■ What to work on: Go through the records line by line. Report how many lines contain "pipeline", with nothing else.

..........

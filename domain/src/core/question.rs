//! Question value object

use serde::{Deserialize, Serialize};

/// A question to be answered by every configured provider (Value Object)
///
/// A question is never empty after trimming. Construction goes through
/// [`Question::try_new`], so an invalid question cannot reach the pipeline.
#[derive(Debug, Clone, PartialEq, Eq, Serialize, Deserialize)]
#[serde(try_from = "String", into = "String")]
pub struct Question {
    content: String,
}

impl Question {
    /// Try to create a new question, returning None if it is blank
    pub fn try_new(content: impl Into<String>) -> Option<Self> {
        let content = content.into();
        if content.trim().is_empty() {
            None
        } else {
            Some(Self { content })
        }
    }

    /// Get the question content
    pub fn content(&self) -> &str {
        &self.content
    }
}

impl std::fmt::Display for Question {
    fn fmt(&self, f: &mut std::fmt::Formatter<'_>) -> std::fmt::Result {
        write!(f, "{}", self.content)
    }
}

impl TryFrom<String> for Question {
    type Error = crate::core::error::DomainError;

    fn try_from(s: String) -> Result<Self, Self::Error> {
        Question::try_new(s).ok_or_else(|| {
            crate::core::error::DomainError::InvalidQuestion("prompt must not be empty".into())
        })
    }
}

impl From<Question> for String {
    fn from(q: Question) -> Self {
        q.content
    }
}
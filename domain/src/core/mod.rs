pub mod credentials;
pub mod error;
pub mod provider;
pub mod question;
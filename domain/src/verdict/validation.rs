//! Domain rules a judge verdict must satisfy.
//!
//! Schema conformance alone is not enough: a well-formed verdict can still
//! attribute a claim to a provider that never answered, or carry a level that
//! disagrees with its score. These checks run after schema validation and
//! reject, never repair.

use crate::core::provider::ProviderId;
use crate::verdict::banding::{ConsensusBanding, MAX_SCORE};
use crate::verdict::entities::{ConsensusLevel, Verdict};
use thiserror::Error;

/// Why a judge's output was rejected
#[derive(Error, Debug, Clone, PartialEq, Eq)]
pub enum VerdictError {
    #[error("judge output did not contain a JSON object")]
    MissingJson,

    #[error("judge output is not valid JSON: {0}")]
    InvalidJson(String),

    #[error("judge output failed schema validation: {0}")]
    Schema(String),

    #[error("judge output does not match the verdict shape: {0}")]
    Decode(String),

    #[error("consensus_score {0} is outside 0-100")]
    ScoreOutOfRange(u8),

    #[error("consensus_level {level} is inconsistent with score {score} (expected {expected})")]
    LevelMismatch {
        score: u8,
        level: ConsensusLevel,
        expected: ConsensusLevel,
    },

    #[error("summary must not be empty")]
    EmptySummary,

    #[error("claim {index} has empty text")]
    EmptyClaim { index: usize },

    #[error("claim {index} attributes {provider}, which did not respond")]
    NonResponderAttribution { index: usize, provider: ProviderId },

    #[error("claim {index} lists {provider} more than once")]
    DuplicateAttribution { index: usize, provider: ProviderId },

    #[error("claim {index} lists {provider} as both supporter and dissenter")]
    ContradictoryAttribution { index: usize, provider: ProviderId },

    #[error("claim {index} carries a warning but has no dissenters")]
    WarningWithoutDissent { index: usize },

    #[error("conflict {index} has an empty topic or description")]
    EmptyConflict { index: usize },
}

impl Verdict {
    /// Check every domain rule against the providers that responded in the round
    pub fn validate(
        &self,
        responders: &[ProviderId],
        banding: &ConsensusBanding,
    ) -> Result<(), VerdictError> {
        if self.consensus_score > MAX_SCORE {
            return Err(VerdictError::ScoreOutOfRange(self.consensus_score));
        }

        if !banding.is_consistent(self.consensus_score, self.consensus_level) {
            return Err(VerdictError::LevelMismatch {
                score: self.consensus_score,
                level: self.consensus_level,
                expected: banding.level_for(self.consensus_score),
            });
        }

        if self.summary.trim().is_empty() {
            return Err(VerdictError::EmptySummary);
        }

        for (index, claim) in self.claims.iter().enumerate() {
            if claim.text.trim().is_empty() {
                return Err(VerdictError::EmptyClaim { index });
            }

            for group in [&claim.supporters, &claim.dissenters] {
                for (pos, provider) in group.iter().enumerate() {
                    if !responders.contains(provider) {
                        return Err(VerdictError::NonResponderAttribution {
                            index,
                            provider: *provider,
                        });
                    }
                    if group[..pos].contains(provider) {
                        return Err(VerdictError::DuplicateAttribution {
                            index,
                            provider: *provider,
                        });
                    }
                }
            }

            if let Some(provider) = claim
                .supporters
                .iter()
                .find(|p| claim.dissenters.contains(p))
            {
                return Err(VerdictError::ContradictoryAttribution {
                    index,
                    provider: *provider,
                });
            }

            if claim.warning.is_some() && claim.dissenters.is_empty() {
                return Err(VerdictError::WarningWithoutDissent { index });
            }
        }

        for (index, conflict) in self.conflicts().iter().enumerate() {
            if conflict.topic.trim().is_empty() || conflict.description.trim().is_empty() {
                return Err(VerdictError::EmptyConflict { index });
            }
        }

        Ok(())
    }

    /// Decode an untyped judge payload and enforce the domain rules
    pub fn from_judge_value(
        value: serde_json::Value,
        responders: &[ProviderId],
        banding: &ConsensusBanding,
    ) -> Result<Self, VerdictError> {
        let verdict: Verdict =
            serde_json::from_value(value).map_err(|e| VerdictError::Decode(e.to_string()))?;
        verdict.validate(responders, banding)?;
        Ok(verdict)
    }
}

#[cfg(test)]
mod tests {
    use super::*;
    use crate::verdict::entities::{Claim, Conflict};
    use serde_json::json;

    fn responders() -> Vec<ProviderId> {
        vec![ProviderId::Anthropic, ProviderId::Gemini]
    }

    fn valid() -> Verdict {
        Verdict::new(75, ConsensusLevel::High, "Moderate coffee intake is fine.").with_claims(
            vec![
                Claim::new("Coffee contains antioxidants")
                    .supported_by([ProviderId::Anthropic, ProviderId::Gemini]),
                Claim::new("Four cups a day is safe")
                    .supported_by([ProviderId::Gemini])
                    .disputed_by([ProviderId::Anthropic], "Anthropic suggests fewer cups"),
            ],
        )
    }

    #[test]
    fn test_valid_verdict_passes() {
        assert!(valid().validate(&responders(), &ConsensusBanding::default()).is_ok());
    }

    #[test]
    fn test_level_mismatch_rejected() {
        let mut v = valid();
        v.consensus_level = ConsensusLevel::Low;
        let err = v
            .validate(&responders(), &ConsensusBanding::default())
            .unwrap_err();
        assert!(matches!(
            err,
            VerdictError::LevelMismatch {
                expected: ConsensusLevel::High,
                ..
            }
        ));
    }

    #[test]
    fn test_level_follows_configured_banding() {
        let banding = ConsensusBanding::new(80, 50).unwrap();
        let mut v = valid();
        assert!(matches!(
            v.validate(&responders(), &banding),
            Err(VerdictError::LevelMismatch {
                expected: ConsensusLevel::Medium,
                ..
            })
        ));
        v.consensus_level = ConsensusLevel::Medium;
        assert!(v.validate(&responders(), &banding).is_ok());
    }

    #[test]
    fn test_score_out_of_range_rejected() {
        let mut v = valid();
        v.consensus_score = 120;
        assert_eq!(
            v.validate(&responders(), &ConsensusBanding::default()),
            Err(VerdictError::ScoreOutOfRange(120))
        );
    }

    #[test]
    fn test_attribution_to_non_responder_rejected() {
        let mut v = valid();
        v.claims[0].supporters.push(ProviderId::OpenAi);
        assert_eq!(
            v.validate(&responders(), &ConsensusBanding::default()),
            Err(VerdictError::NonResponderAttribution {
                index: 0,
                provider: ProviderId::OpenAi
            })
        );
    }

    #[test]
    fn test_dissent_from_non_responder_rejected() {
        let mut v = valid();
        v.claims[1].dissenters = vec![ProviderId::OpenAi];
        assert!(matches!(
            v.validate(&responders(), &ConsensusBanding::default()),
            Err(VerdictError::NonResponderAttribution { index: 1, .. })
        ));
    }

    #[test]
    fn test_duplicate_and_contradictory_attribution_rejected() {
        let mut v = valid();
        v.claims[0].supporters = vec![ProviderId::Gemini, ProviderId::Gemini];
        assert!(matches!(
            v.validate(&responders(), &ConsensusBanding::default()),
            Err(VerdictError::DuplicateAttribution { index: 0, .. })
        ));

        let mut v = valid();
        v.claims[1].supporters = vec![ProviderId::Anthropic];
        assert!(matches!(
            v.validate(&responders(), &ConsensusBanding::default()),
            Err(VerdictError::ContradictoryAttribution { index: 1, .. })
        ));
    }

    #[test]
    fn test_warning_requires_dissenters() {
        let mut v = valid();
        v.claims[0].warning = Some("stray warning".into());
        assert_eq!(
            v.validate(&responders(), &ConsensusBanding::default()),
            Err(VerdictError::WarningWithoutDissent { index: 0 })
        );
    }

    #[test]
    fn test_empty_claims_allowed_but_empty_summary_rejected() {
        let v = Verdict::new(20, ConsensusLevel::Low, "Answers diverge.");
        assert!(v.validate(&responders(), &ConsensusBanding::default()).is_ok());

        let v = Verdict::new(20, ConsensusLevel::Low, "  ");
        assert_eq!(
            v.validate(&responders(), &ConsensusBanding::default()),
            Err(VerdictError::EmptySummary)
        );
    }

    #[test]
    fn test_empty_conflict_rejected() {
        let v = valid().with_conflicts(vec![Conflict::new("Dosage", "")]);
        assert_eq!(
            v.validate(&responders(), &ConsensusBanding::default()),
            Err(VerdictError::EmptyConflict { index: 0 })
        );
    }

    #[test]
    fn test_from_judge_value() {
        let value = json!({
            "consensus_score": 45,
            "consensus_level": "Medium",
            "summary": "Partly agreed",
            "claims": [
                {"text": "A", "supporters": ["gemini"], "dissenters": [], "warning": null}
            ],
            "conflicts": [{"topic": "B", "description": "C"}]
        });
        let verdict =
            Verdict::from_judge_value(value, &responders(), &ConsensusBanding::default()).unwrap();
        assert_eq!(verdict.consensus_level, ConsensusLevel::Medium);
        assert_eq!(verdict.conflicts().len(), 1);
    }

    #[test]
    fn test_from_judge_value_rejects_bad_shape() {
        let value = json!({"consensus_score": "high", "summary": "x"});
        assert!(matches!(
            Verdict::from_judge_value(value, &responders(), &ConsensusBanding::default()),
            Err(VerdictError::Decode(_))
        ));
    }
}
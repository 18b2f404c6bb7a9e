//! Consensus policy table
//!
//! Everything that decides *how* a round runs lives here as data: which
//! providers are queried and in which order, who judges, how calls are
//! scheduled and how many answers are required before synthesis.
//!
//! | Knob | Default |
//! |------|---------|
//! | `providers` | openai, anthropic, gemini |
//! | `judge_priority` | gemini, openai, anthropic |
//! | `strategy` | parallel |
//! | `min_successes` | 1 |
//! | `banding` | High >= 70, Medium >= 40 |

pub mod fan_out;
pub mod judge;

use crate::core::error::DomainError;
use crate::core::provider::ProviderId;
use crate::verdict::ConsensusBanding;
pub use fan_out::FanOutStrategy;
pub use judge::JudgePriority;

/// Deployment policy for one consensus pipeline
#[derive(Debug, Clone, PartialEq, Eq)]
pub struct ConsensusPolicy {
    providers: Vec<ProviderId>,
    judge_priority: JudgePriority,
    strategy: FanOutStrategy,
    min_successes: usize,
    banding: ConsensusBanding,
}

impl Default for ConsensusPolicy {
    fn default() -> Self {
        Self {
            providers: ProviderId::default_providers(),
            judge_priority: JudgePriority::default(),
            strategy: FanOutStrategy::default(),
            min_successes: 1,
            banding: ConsensusBanding::default(),
        }
    }
}

impl ConsensusPolicy {
    /// Create a policy, checking that the provider list and threshold make sense
    pub fn new(
        providers: Vec<ProviderId>,
        judge_priority: JudgePriority,
        strategy: FanOutStrategy,
        min_successes: usize,
        banding: ConsensusBanding,
    ) -> Result<Self, DomainError> {
        if providers.is_empty() {
            return Err(DomainError::NoProviders);
        }
        for (i, provider) in providers.iter().enumerate() {
            if providers[..i].contains(provider) {
                return Err(DomainError::DuplicateProvider(provider.to_string()));
            }
        }
        if min_successes == 0 || min_successes > providers.len() {
            return Err(DomainError::InvalidPolicy(format!(
                "min_successes must be between 1 and {}, got {}",
                providers.len(),
                min_successes
            )));
        }
        if !judge_priority.order().iter().any(|p| providers.contains(p)) {
            return Err(DomainError::InvalidPolicy(
                "judge priority names none of the configured providers".to_string(),
            ));
        }

        Ok(Self {
            providers,
            judge_priority,
            strategy,
            min_successes,
            banding,
        })
    }

    pub fn providers(&self) -> &[ProviderId] {
        &self.providers
    }

    pub fn judge_priority(&self) -> &JudgePriority {
        &self.judge_priority
    }

    pub fn strategy(&self) -> FanOutStrategy {
        self.strategy
    }

    pub fn min_successes(&self) -> usize {
        self.min_successes
    }

    pub fn banding(&self) -> &ConsensusBanding {
        &self.banding
    }

    // ==================== Builder Methods ====================

    /// Replace the fan-out strategy (e.g. a CLI `--sequential` override)
    pub fn with_strategy(mut self, strategy: FanOutStrategy) -> Self {
        self.strategy = strategy;
        self
    }
}
//! Request handlers

use super::error::{ApiError, ApiResult};
use super::state::{AppState, ProviderInfo};
use axum::{
    Json,
    extract::{State, rejection::JsonRejection},
    response::{IntoResponse, Response},
};
use consensus_application::RunConsensusInput;
use consensus_domain::{Credentials, FinalPayload, ProviderId, Question};
use serde::{Deserialize, Serialize};
use serde_json::{Value, json};
use std::any::Any;
use std::sync::Arc;
use tracing::{info, warn};

/// Body of `POST /api/consensus`
#[derive(Debug, Deserialize)]
pub struct ConsensusRequest {
    #[serde(default)]
    pub prompt: Option<String>,
    /// Per-request provider keys; unknown provider names are ignored
    #[serde(default)]
    pub keys: Option<Credentials>,
}

#[derive(Debug, Serialize)]
pub struct ProvidersResponse {
    pub providers: Vec<ProviderInfo>,
    pub judge_priority: Vec<ProviderId>,
    pub strategy: &'static str,
    pub min_successes: usize,
}

pub async fn health(State(state): State<Arc<AppState>>) -> Json<Value> {
    Json(json!({
        "status": "ok",
        "version": state.version,
    }))
}

pub async fn list_providers(State(state): State<Arc<AppState>>) -> Json<ProvidersResponse> {
    let policy = state.use_case.config().policy();
    Json(ProvidersResponse {
        providers: state.providers.clone(),
        judge_priority: policy.judge_priority().order().to_vec(),
        strategy: policy.strategy().as_str(),
        min_successes: policy.min_successes(),
    })
}

pub async fn run_consensus(
    State(state): State<Arc<AppState>>,
    body: Result<Json<ConsensusRequest>, JsonRejection>,
) -> ApiResult<Json<FinalPayload>> {
    let Json(request) = body.inspect_err(|e| warn!("Rejected request body: {}", e))?;

    let question = request
        .prompt
        .and_then(Question::try_new)
        .ok_or_else(|| ApiError::InvalidRequest("prompt must be a non-empty string".into()))?;
    let credentials = request.keys.unwrap_or_default();
    info!(
        "Consensus request ({} chars, caller keys: {:?})",
        question.content().len(),
        credentials
    );

    let input = RunConsensusInput::new(question).with_credentials(credentials);
    match state.use_case.execute(input).await {
        Ok(payload) => {
            info!(
                "Consensus complete: score={} judge={}",
                payload.verdict.consensus_score, payload.judge
            );
            Ok(Json(payload))
        }
        Err(e) => {
            warn!("Consensus request failed: {}", e);
            Err(e.into())
        }
    }
}

/// Turn a handler panic into a structured 500
pub fn handle_panic(err: Box<dyn Any + Send + 'static>) -> Response {
    let details = err
        .downcast_ref::<String>()
        .map(String::as_str)
        .or_else(|| err.downcast_ref::<&str>().copied())
        .unwrap_or("handler panicked");
    warn!("Handler panicked: {}", details);
    ApiError::Internal(details.to_string()).into_response()
}
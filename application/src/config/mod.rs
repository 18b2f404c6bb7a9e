//! Application-level configuration.
//!
//! - [`ExecutionParams`] — run bounds (request timeout)
//! - [`ConsensusConfig`] — policy plus execution params, shared by every request

pub mod consensus_config;
pub mod execution_params;

pub use consensus_config::ConsensusConfig;
pub use execution_params::{DEFAULT_REQUEST_TIMEOUT, ExecutionParams};
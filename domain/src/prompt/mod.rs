//! Prompt domain
//!
//! Templates for the answer and synthesis stages of the consensus flow.

mod template;

pub use template::{PromptTemplate, UNAVAILABLE_MARKER};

..........

■ Expected answer: 2